[[ Exercise material open ]]
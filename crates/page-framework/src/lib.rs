//! # Page Framework
//!
//! This crate provides a small, type-safe runtime for **incrementally materialized pages**:
//! pages that are built ahead of time for every known id, built on demand for ids that show
//! up later, and rebuilt in the background once they go stale.
//!
//! It is built on the **Actor Model**: a single `PageActor` task owns the page store and
//! processes requests sequentially, while page builds run in background tasks and report
//! back through the same channel.
//!
//! ## Architecture Overview
//!
//! The framework separates concerns into three layers:
//!
//! 1. **Entity Layer** ([`PageEntity`]) - What a page is and how it is built
//! 2. **Runtime Layer** ([`PageActor`]) - When a page is built, served stale, or rebuilt
//! 3. **Interface Layer** ([`PageClient`], [`PageClientExt`]) - Type-safe communication
//!
//! ## Resolution Rules
//!
//! | Slot state | Request receives | Side effect |
//! |------------|------------------|-------------|
//! | id unknown | `NotFound` | none |
//! | never built | `Fallback` (or waits, in blocking mode) | background build |
//! | fresh page | `Ready(page)` | none |
//! | stale page | `Ready(page)` (the stale one) | background rebuild |
//! | gone | `NotFound` | background rebuild once stale |
//!
//! Results are applied by **ticket**: each build takes a number from a monotonic counter
//! when it starts, and a result older than the one already applied is discarded.
//!
//! ## Concurrency Model
//!
//! - The actor runs in its own Tokio task and never blocks on a page build, including
//!   during [`PageClient::prebuild`]
//! - A build that panics is reported as a failed materialization
//! - Resolves for different ids, and a resolve racing a refresh of the same id,
//!   are serialized by the actor's channel
//! - Dropping every client shuts the actor down; in-flight builds are discarded
//!
//! ## Testing
//!
//! See the [`mock`] module for [`MockPageClient`](mock::MockPageClient), which answers
//! requests from queued expectations without running an actor.

pub mod actor;
pub mod client;
pub mod client_trait;
pub mod entity;
pub mod error;
pub mod message;
pub mod mock;
pub mod state;
pub mod tracing;

// Re-export core types for convenience
pub use actor::{FallbackMode, PageActor, PageActorConfig};
pub use client::PageClient;
pub use client_trait::PageClientExt;
pub use entity::PageEntity;
pub use error::FrameworkError;
pub use message::{PageRequest, Response};
pub use state::{RenderState, SlotInfo};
[[ Exercise material closed ]]
§ Task prompt
Copy out the line holding "once stale |" along with all lines after it through the end of the entries, exactly and only these.

§ Task output
//! | gone | `NotFound` | background rebuild once stale |
//!
//! Results are applied by **ticket**: each build takes a number from a monotonic counter
//! when it starts, and a result older than the one already applied is discarded.
//!
//! ## Concurrency Model
//!
//! - The actor runs in its own Tokio task and never blocks on a page build, including
//!   during [`PageClient::prebuild`]
//! - A build that panics is reported as a failed materialization
//! - Resolves for different ids, and a resolve racing a refresh of the same id,
//!   are serialized by the actor's channel
//! - Dropping every client shuts the actor down; in-flight builds are discarded
//!
//! ## Testing
//!
//! See the [`mock`] module for [`MockPageClient`](mock::MockPageClient), which answers
//! requests from queued expectations without running an actor.

pub mod actor;
pub mod client;
pub mod client_trait;
pub mod entity;
pub mod error;
pub mod message;
pub mod mock;
pub mod state;
pub mod tracing;

// Re-export core types for convenience
pub use actor::{FallbackMode, PageActor, PageActorConfig};
pub use client::PageClient;
pub use client_trait::PageClientExt;
pub use entity::PageEntity;
pub use error::FrameworkError;
pub use message::{PageRequest, Response};
pub use state::{RenderState, SlotInfo};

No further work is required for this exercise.